----- Data -----

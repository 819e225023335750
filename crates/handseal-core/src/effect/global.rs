//! Episode-wide scalars: flash, screen shake and the vignette gate.

use glam::Vec2;
use rand::Rng;

use crate::constants::*;
use crate::surface::{Rgba, Surface};

#[derive(Clone, Copy, Debug, Default, PartialEq)]
pub struct GlobalEffect {
    pub flash_opacity: f32,
    pub shake_intensity: f32,
    pub shake_offset: Vec2,
    pub effect_start_ms: Option<f64>,
    pub is_active: bool,
}

impl GlobalEffect {
    pub fn start(&mut self, now_ms: f64) {
        *self = Self {
            flash_opacity: 1.0,
            shake_intensity: SHAKE_INITIAL,
            shake_offset: Vec2::ZERO,
            effect_start_ms: Some(now_ms),
            is_active: true,
        };
    }

    /// Milliseconds since the episode started, 0 when idle.
    pub fn elapsed_ms(&self, now_ms: f64) -> f64 {
        self.effect_start_ms.map_or(0.0, |t| now_ms - t)
    }

    /// Whether flash or shake still has anything to show.
    pub fn is_settled(&self) -> bool {
        self.flash_opacity <= 0.0 && self.shake_intensity <= 0.0 && self.shake_offset == Vec2::ZERO
    }

    pub fn step<R: Rng>(&mut self, rng: &mut R) {
        if self.flash_opacity > 0.0 {
            self.flash_opacity *= FLASH_DECAY;
            if self.flash_opacity < FLASH_FLOOR {
                self.flash_opacity = 0.0;
            }
        }
        if self.shake_intensity > SHAKE_NOISE_FLOOR {
            let s = self.shake_intensity;
            self.shake_offset = Vec2::new(rng.gen_range(-s..=s), rng.gen_range(-s..=s));
            self.shake_intensity *= SHAKE_DECAY;
        } else {
            self.shake_intensity = 0.0;
            self.shake_offset = Vec2::ZERO;
        }
    }

    pub fn finish(&mut self) {
        self.is_active = false;
        self.effect_start_ms = None;
    }

    pub fn draw_flash<S: Surface + ?Sized>(&self, surface: &mut S) {
        if self.flash_opacity <= 0.0 {
            return;
        }
        let size = Vec2::new(surface.width(), surface.height());
        // overscan so shake never exposes an unflashed edge
        let pad = Vec2::splat(SHAKE_INITIAL);
        surface.fill_rect(-pad, size + pad * 2.0, Rgba::WHITE.with_alpha(self.flash_opacity));
    }

    pub fn draw_vignette<S: Surface + ?Sized>(&self, surface: &mut S) {
        if !self.is_active {
            return;
        }
        let size = Vec2::new(surface.width(), surface.height());
        let half_diag = size.length() * 0.5;
        surface.fill_radial_gradient(
            size * 0.5,
            half_diag * VIGNETTE_INNER_FRAC,
            half_diag,
            &[
                (0.0, Rgba::TRANSPARENT),
                (1.0, Rgba::BLACK.with_alpha(VIGNETTE_EDGE_ALPHA)),
            ],
        );
    }
}

#[cfg(test)]
mod tests {
    use super::*;
    use crate::surface::{DrawOp, RecordingSurface};
    use rand::rngs::StdRng;
    use rand::SeedableRng;

    #[test]
    fn flash_and_shake_decay_geometrically_then_snap() {
        let mut rng = StdRng::seed_from_u64(0);
        let mut g = GlobalEffect::default();
        g.start(100.0);
        g.step(&mut rng);
        assert!((g.flash_opacity - FLASH_DECAY).abs() < 1e-6);
        assert!((g.shake_intensity - SHAKE_INITIAL * SHAKE_DECAY).abs() < 1e-4);
        assert!(g.shake_offset.x.abs() <= SHAKE_INITIAL);
        for _ in 0..200 {
            g.step(&mut rng);
        }
        assert_eq!(g.flash_opacity, 0.0);
        assert_eq!(g.shake_offset, Vec2::ZERO);
        assert!(g.is_settled());
        assert!(g.is_active);
    }

    #[test]
    fn vignette_only_while_active() {
        let mut g = GlobalEffect::default();
        let mut s = RecordingSurface::new(1000.0, 800.0);
        g.draw_vignette(&mut s);
        assert!(s.ops.is_empty());
        g.start(0.0);
        g.draw_vignette(&mut s);
        match &s.ops[0] {
            DrawOp::RadialGradient {
                center,
                inner_radius,
                outer_radius,
                ..
            } => {
                assert_eq!(*center, Vec2::new(500.0, 400.0));
                assert!((*inner_radius - *outer_radius * VIGNETTE_INNER_FRAC).abs() < 1e-3);
            }
            other => panic!("unexpected op {other:?}"),
        }
        g.finish();
        s.clear();
        g.draw_vignette(&mut s);
        assert!(s.ops.is_empty());
        assert_eq!(g.elapsed_ms(5000.0), 0.0);
    }
}
use crate::dom;
use crate::keys::{action_for_key, prevents_default, KeyAction};
use std::cell::Cell;
use std::rc::Rc;
use web_sys as web;

/// Toggles flipped by the keyboard and read by the frame loop.
#[derive(Debug, Default)]
pub struct Controls {
    pub debug: Cell<bool>,
    pub mirror: Cell<bool>,
    pub force_trigger: Cell<bool>,
}

impl Controls {
    pub fn new(debug: bool, mirror: bool) -> Self {
        Self {
            debug: Cell::new(debug),
            mirror: Cell::new(mirror),
            force_trigger: Cell::new(false),
        }
    }
}

pub fn handle_keydown(ev: &web::KeyboardEvent, controls: &Controls, canvas: &web::HtmlCanvasElement) {
    if ev.repeat() || ev.ctrl_key() || ev.meta_key() || ev.alt_key() {
        return;
    }
    let Some(action) = action_for_key(&ev.key()) else {
        return;
    };
    match action {
        KeyAction::ToggleDebug => {
            controls.debug.set(!controls.debug.get());
            log::info!("[keys] debug overlay={}", controls.debug.get());
        }
        KeyAction::ToggleMirror => {
            controls.mirror.set(!controls.mirror.get());
            log::info!("[keys] mirror={}", controls.mirror.get());
        }
        KeyAction::ForceTrigger => controls.force_trigger.set(true),
        KeyAction::ToggleFullscreen => dom::toggle_fullscreen(canvas),
        KeyAction::ExitFullscreen => dom::exit_fullscreen(),
    }
    if prevents_default(action) {
        ev.prevent_default();
    }
}

pub fn wire_global_keydown(controls: Rc<Controls>, canvas: web::HtmlCanvasElement) {
    dom::add_keydown_listener(move |ev| handle_keydown(&ev, &controls, &canvas));
}
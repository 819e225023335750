use crate::constants::{FATAL_CLASS, STATUS_ID};
use web_sys as web;

/// Replace the status line text. A no-op once a fatal message is showing.
#[inline]
pub fn set_status(document: &web::Document, text: &str) {
    if is_fatal(document) {
        return;
    }
    if let Some(el) = document.get_element_by_id(STATUS_ID) {
        if el.text_content().as_deref() != Some(text) {
            el.set_text_content(Some(text));
        }
    }
}

/// Show an unrecoverable error (camera denied, model failed to load).
pub fn set_fatal(document: &web::Document, text: &str) {
    log::error!("{}", text);
    if let Some(el) = document.get_element_by_id(STATUS_ID) {
        _ = el.class_list().add_1(FATAL_CLASS);
        el.set_text_content(Some(text));
    }
}

#[inline]
pub fn is_fatal(document: &web::Document) -> bool {
    document
        .get_element_by_id(STATUS_ID)
        .map(|el| el.class_list().contains(FATAL_CLASS))
        .unwrap_or(false)
}
/// Page wiring and camera request constants for the browser driver.
///
/// Effect and detection tuning lives in `handseal_core::constants`; this file
/// only covers what the page itself needs.
// Element ids expected in index.html
pub const CANVAS_ID: &str = "app-canvas";
pub const VIDEO_ID: &str = "camera";
pub const STATUS_ID: &str = "status";

// Class toggled on #status when something unrecoverable happened
pub const FATAL_CLASS: &str = "fatal";

// Requested camera resolution (the browser may pick something else)
pub const CAMERA_IDEAL_WIDTH: u32 = 1280;
pub const CAMERA_IDEAL_HEIGHT: u32 = 720;
pub const CAMERA_FACING_MODE: &str = "user";

// HTMLMediaElement.readyState at which the current frame can be drawn
pub const VIDEO_HAVE_CURRENT_DATA: u16 = 2;

// Video currentTime is in seconds, the frame cache keys on milliseconds
pub const VIDEO_TIME_TO_MS: f64 = 1000.0;

// Backing-store cap, so 4K displays do not quadruple the fill cost
pub const MAX_DEVICE_PIXEL_RATIO: f64 = 2.0;

// Only log estimator failures this often (in frames)
pub const ESTIMATOR_ERROR_LOG_EVERY: u32 = 120;
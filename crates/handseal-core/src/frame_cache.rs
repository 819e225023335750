//! Last-result cache keyed on the video frame timestamp.
//!
//! The display refreshes faster than most cameras deliver frames. Re-running
//! the estimator on an unchanged image wastes work and makes downstream state
//! see the same frame twice, so the driver routes every refresh through
//! [`FrameCache::process`] and only acts on results with `is_new_frame` set.

use crate::landmarks::Hands;
use crate::pose::PoseDetection;

#[derive(Clone, Debug, Default)]
pub struct FrameResult {
    pub hands: Hands,
    pub detection: PoseDetection,
    pub timestamp_ms: f64,
    pub is_new_frame: bool,
}

#[derive(Debug, Default)]
pub struct FrameCache {
    last: Option<FrameResult>,
}

impl FrameCache {
    pub fn new() -> Self {
        Self::default()
    }

    /// Run `classify` only if `timestamp_ms` is newer than the last processed
    /// frame; otherwise hand back the cached result with `is_new_frame` cleared.
    pub fn process<F>(&mut self, timestamp_ms: f64, classify: F) -> FrameResult
    where
        F: FnOnce() -> (Hands, PoseDetection),
    {
        if let Some(last) = &self.last {
            if timestamp_ms <= last.timestamp_ms {
                return FrameResult {
                    is_new_frame: false,
                    ..last.clone()
                };
            }
        }
        let (hands, detection) = classify();
        let result = FrameResult {
            hands,
            detection,
            timestamp_ms,
            is_new_frame: true,
        };
        self.last = Some(result.clone());
        result
    }

    pub fn last(&self) -> Option<&FrameResult> {
        self.last.as_ref()
    }

    pub fn reset(&mut self) {
        self.last = None;
    }
}
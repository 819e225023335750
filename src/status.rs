use handseal_core::{DwellEvent, PoseDetection};

pub const HINT: &str = "Raise your index and middle fingers together and hold still";
pub const WAITING_FOR_MODEL: &str = "Loading hand tracking model…";

/// Status line shown under the video, refreshed on every new camera frame.
pub fn status_text(detection: &PoseDetection, progress: f32, effect_active: bool) -> String {
    if effect_active {
        return "Effect playing".to_string();
    }
    if !detection.detected {
        return HINT.to_string();
    }
    let hold = (progress.clamp(0.0, 1.0) * 100.0).round();
    let conf = (detection.confidence.clamp(0.0, 1.0) * 100.0).round();
    if hold >= 100.0 {
        format!("Seal held (confidence {conf:.0}%)")
    } else {
        format!("Seal detected, hold {hold:.0}% (confidence {conf:.0}%)")
    }
}

/// Whether a dwell event is worth a log line.
pub fn is_notable(event: &DwellEvent) -> bool {
    !matches!(
        event,
        DwellEvent::Idle | DwellEvent::Charging | DwellEvent::Held | DwellEvent::Deferred
    )
}
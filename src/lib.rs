#![cfg(target_arch = "wasm32")]
use anyhow::Context;
use glam::Vec2;
use handseal_core::{
    AnchorSmoother, Config, DebugOverlay, DwellMachine, EffectEngine, FrameCache, FrameResult,
    InstantClock,
};
use std::cell::RefCell;
use std::rc::Rc;
use std::sync::atomic::{AtomicBool, Ordering};
use wasm_bindgen::prelude::*;
use wasm_bindgen::JsCast;
use wasm_bindgen_futures::spawn_local;
use web_sys as web;

mod camera;
mod constants;
mod dom;
mod estimator;
mod events;
mod frame;
mod keys;
mod overlay;
mod status;
mod surface;

use constants::{CANVAS_ID, VIDEO_ID};

#[wasm_bindgen(start)]
pub fn start() -> Result<(), JsValue> {
    console_error_panic_hook::set_once();
    console_log::init_with_level(log::Level::Info).ok();
    log::info!("handseal-web starting");

    spawn_local(async move {
        if let Err(e) = init().await {
            if let Some(doc) = dom::window_document() {
                overlay::set_fatal(&doc, &format!("Could not start: {:#}", e));
            } else {
                log::error!("init error: {:?}", e);
            }
        }
    });
    Ok(())
}

/// Called by the page once its hand-landmark model has loaded.
#[wasm_bindgen]
pub fn set_hand_landmarker(landmarker: JsValue) -> Result<(), JsValue> {
    estimator::install(landmarker).map_err(|e| {
        report_estimator_error(&format!("{:#}", e));
        JsValue::from_str(&e.to_string())
    })
}

/// Called by the page when the model could not be loaded.
#[wasm_bindgen]
pub fn report_estimator_error(message: &str) {
    log::error!("[estimator] {}", message);
    if let Some(doc) = dom::window_document() {
        overlay::set_fatal(&doc, &format!("Hand tracking unavailable: {}", message));
    }
}

fn read_config(window: &web::Window) -> anyhow::Result<Config> {
    let query = window.location().search().map_err(dom::js_err)?;
    let config = Config::from_query(&query).context("invalid URL options")?;
    log::info!(
        "[config] policy={:?} hold={}ms threshold={} hands={} mirror={} debug={}",
        config.trigger_policy,
        config.hold_duration_ms,
        config.proximity_threshold,
        config.required_hand_count,
        config.mirror,
        config.show_debug_overlay
    );
    Ok(config)
}

async fn init() -> anyhow::Result<()> {
    static STARTED: AtomicBool = AtomicBool::new(false);
    if STARTED.swap(true, Ordering::SeqCst) {
        return Ok(());
    }

    let window = web::window().ok_or_else(|| anyhow::anyhow!("no window"))?;
    let document = window
        .document()
        .ok_or_else(|| anyhow::anyhow!("no document"))?;
    let config = read_config(&window)?;

    let canvas: web::HtmlCanvasElement = dom::element_by_id(&document, CANVAS_ID)?;
    let video: web::HtmlVideoElement = dom::element_by_id(&document, VIDEO_ID)?;
    let ctx = canvas
        .get_context("2d")
        .map_err(dom::js_err)?
        .ok_or_else(|| anyhow::anyhow!("2d canvas context unavailable"))?
        .dyn_into::<web::CanvasRenderingContext2d>()
        .map_err(dom::js_err)?;
    dom::sync_canvas_backing_size(&canvas);

    overlay::set_status(&document, "Waiting for camera permission…");
    camera::attach_user_camera(&video)
        .await
        .context("camera unavailable")?;
    overlay::set_status(&document, status::WAITING_FOR_MODEL);

    let viewport = Vec2::new(canvas.width() as f32, canvas.height() as f32);
    let seed = config.seed.unwrap_or_else(rand::random);
    let engine = EffectEngine::new(InstantClock::new(), config.effect(), viewport, seed);
    let mut surface = surface::CanvasSurface::new(ctx);
    surface.resize(viewport.x, viewport.y);

    let controls = Rc::new(events::Controls::new(config.show_debug_overlay, config.mirror));
    events::wire_global_keydown(controls.clone(), canvas.clone());

    let pose = config.pose();
    let frame_ctx = Rc::new(RefCell::new(frame::FrameContext {
        document,
        canvas,
        video,
        surface,
        controls,
        engine,
        dwell: DwellMachine::new(config.policy()),
        cache: FrameCache::new(),
        debug: DebugOverlay::new(&pose, config.mirror),
        pose,
        smoother: AnchorSmoother::new(config.smoothing_factor),
        mirror_applied: config.mirror,
        last: FrameResult::default(),
    }));
    frame::start_loop(frame_ctx);
    Ok(())
}
//! Analysis runner: wires together feeds, config and the engine.
//!
//! Two entry points:
//! - `run_analysis()`: loads candles and config from disk, then runs. Used by the CLI.
//! - `analyze_candles()`: takes candles already in memory. Used by batch runs.

use std::path::{Path, PathBuf};

use log::info;
use serde::{Deserialize, Serialize};
use thiserror::Error;

use fibtrend_core::fingerprint::{config_hash, dataset_hash};
use fibtrend_core::{analyze, Analysis, Candle, EngineConfig, EngineError, FiboZone};
use fibtrend_core::{IndicatorRecord, Signal};

use crate::config::{load_or_default, ConfigError};
use crate::feed::{load_candles, FeedError};

/// Errors from the runner.
#[derive(Debug, Error)]
pub enum RunError {
    #[error("config error: {0}")]
    Config(#[from] ConfigError),
    #[error("feed error: {0}")]
    Feed(#[from] FeedError),
    #[error("engine error: {0}")]
    Engine(#[from] EngineError),
}

/// Current schema version for persisted reports.
pub const SCHEMA_VERSION: u32 = 1;

/// What to analyse and how.
#[derive(Debug, Clone)]
pub struct AnalysisRequest {
    /// Label for logs and reports. Defaults to the input file stem.
    pub symbol: Option<String>,
    pub input: PathBuf,
    pub config_path: Option<PathBuf>,
}

/// Complete result of one analysis run, with provenance.
#[derive(Debug, Clone, Serialize, Deserialize)]
pub struct AnalysisReport {
    /// Schema version for forward-compatible deserialization.
    #[serde(default = "default_schema_version")]
    pub schema_version: u32,
    pub symbol: String,
    pub config: EngineConfig,
    pub config_hash: String,
    pub dataset_hash: String,
    pub candle_count: usize,
    pub warmup: usize,
    /// Indicator values of the last candle.
    pub latest: Option<IndicatorRecord>,
    /// Zone in effect at the last candle.
    pub latest_zone: Option<FiboZone>,
    /// Signals, most recent first.
    pub signals: Vec<Signal>,
    pub analysis: Analysis,
}

/// Default schema version for serde deserialization of older JSON without the field.
fn default_schema_version() -> u32 {
    SCHEMA_VERSION
}

impl AnalysisReport {
    pub fn new(
        symbol: &str,
        candles: &[Candle],
        config: &EngineConfig,
        analysis: Analysis,
    ) -> Self {
        Self {
            schema_version: SCHEMA_VERSION,
            symbol: symbol.to_string(),
            config: config.clone(),
            config_hash: config_hash(config).0,
            dataset_hash: dataset_hash(candles).0,
            candle_count: analysis.len(),
            warmup: analysis.warmup,
            latest: analysis.latest(),
            latest_zone: analysis.latest_zone().copied(),
            signals: analysis.signals_newest_first(),
            analysis,
        }
    }
}

/// Analyse candles already in memory.
pub fn analyze_candles(
    symbol: &str,
    candles: &[Candle],
    config: &EngineConfig,
) -> Result<AnalysisReport, EngineError> {
    let analysis = analyze(candles, config)?;
    info!(
        "{symbol}: {} candles, {} signals",
        analysis.len(),
        analysis.signals.len()
    );
    Ok(AnalysisReport::new(symbol, candles, config, analysis))
}

/// Load a candle file and a config, then analyse.
pub fn run_analysis(request: &AnalysisRequest) -> Result<AnalysisReport, RunError> {
    let config = load_or_default(request.config_path.as_deref())?;
    let candles = load_candles(&request.input)?;
    let symbol = request
        .symbol
        .clone()
        .unwrap_or_else(|| symbol_from_path(&request.input));
    Ok(analyze_candles(&symbol, &candles, &config)?)
}

/// File stem of `path`, or "UNKNOWN".
pub fn symbol_from_path(path: &Path) -> String {
    path.file_stem()
        .and_then(|s| s.to_str())
        .map(str::to_string)
        .unwrap_or_else(|| "UNKNOWN".to_string())
}

#[cfg(test)]
mod tests {
    use super::*;

    fn candles(n: usize) -> Vec<Candle> {
        (0..n)
            .map(|i| {
                let close = 100.0 + (i as f64 * 0.3).sin() * 5.0 + i as f64 * 0.2;
                Candle::new(
                    1_700_000_000_000 + i as i64 * 60_000,
                    close,
                    close + 0.5,
                    close - 0.5,
                    close,
                    10.0,
                )
            })
            .collect()
    }

    #[test]
    fn report_carries_provenance() {
        let candles = candles(80);
        let config = EngineConfig::default();
        let report = analyze_candles("BTC-USD", &candles, &config).unwrap();

        assert_eq!(report.schema_version, SCHEMA_VERSION);
        assert_eq!(report.symbol, "BTC-USD");
        assert_eq!(report.candle_count, 80);
        assert_eq!(report.config_hash, config_hash(&config).0);
        assert_eq!(report.dataset_hash, dataset_hash(&candles).0);
        assert_eq!(report.latest, report.analysis.latest());
        assert_eq!(report.signals.len(), report.analysis.signals.len());
    }

    #[test]
    fn engine_errors_propagate() {
        let mut bad = candles(10);
        bad[5].high = f64::INFINITY;
        let err = analyze_candles("X", &bad, &EngineConfig::default()).unwrap_err();
        assert!(matches!(err, EngineError::InvalidCandle { index: 5, .. }));
    }

    #[test]
    fn run_from_files() {
        let dir = tempfile::tempdir().unwrap();
        let input = dir.path().join("ETH-USD.json");
        std::fs::write(&input, serde_json::to_string(&candles(50)).unwrap()).unwrap();
        let config_path = dir.path().join("fibtrend.toml");
        std::fs::write(&config_path, "[indicators]\nadx_period = 10\n").unwrap();

        let report = run_analysis(&AnalysisRequest {
            symbol: None,
            input,
            config_path: Some(config_path),
        })
        .unwrap();

        assert_eq!(report.symbol, "ETH-USD");
        assert_eq!(report.config.indicators.adx_period, 10);
        assert_eq!(report.candle_count, 50);
    }

    #[test]
    fn report_json_roundtrip_keeps_schema() {
        let report = analyze_candles("BTC-USD", &candles(40), &EngineConfig::default()).unwrap();
        let json = serde_json::to_string(&report).unwrap();
        let back: AnalysisReport = serde_json::from_str(&json).unwrap();
        assert_eq!(back.schema_version, SCHEMA_VERSION);
        assert_eq!(back.candle_count, report.candle_count);
        assert_eq!(back.analysis.len(), report.analysis.len());
        assert_eq!(back.config, report.config);
    }

    #[test]
    fn symbol_defaults_to_file_stem() {
        assert_eq!(symbol_from_path(Path::new("/data/SOL-USD.csv")), "SOL-USD");
        assert_eq!(symbol_from_path(Path::new("/")), "UNKNOWN");
    }
}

-----

Go through the data line by line and work out how many lines contain "usize". Give only that number.

3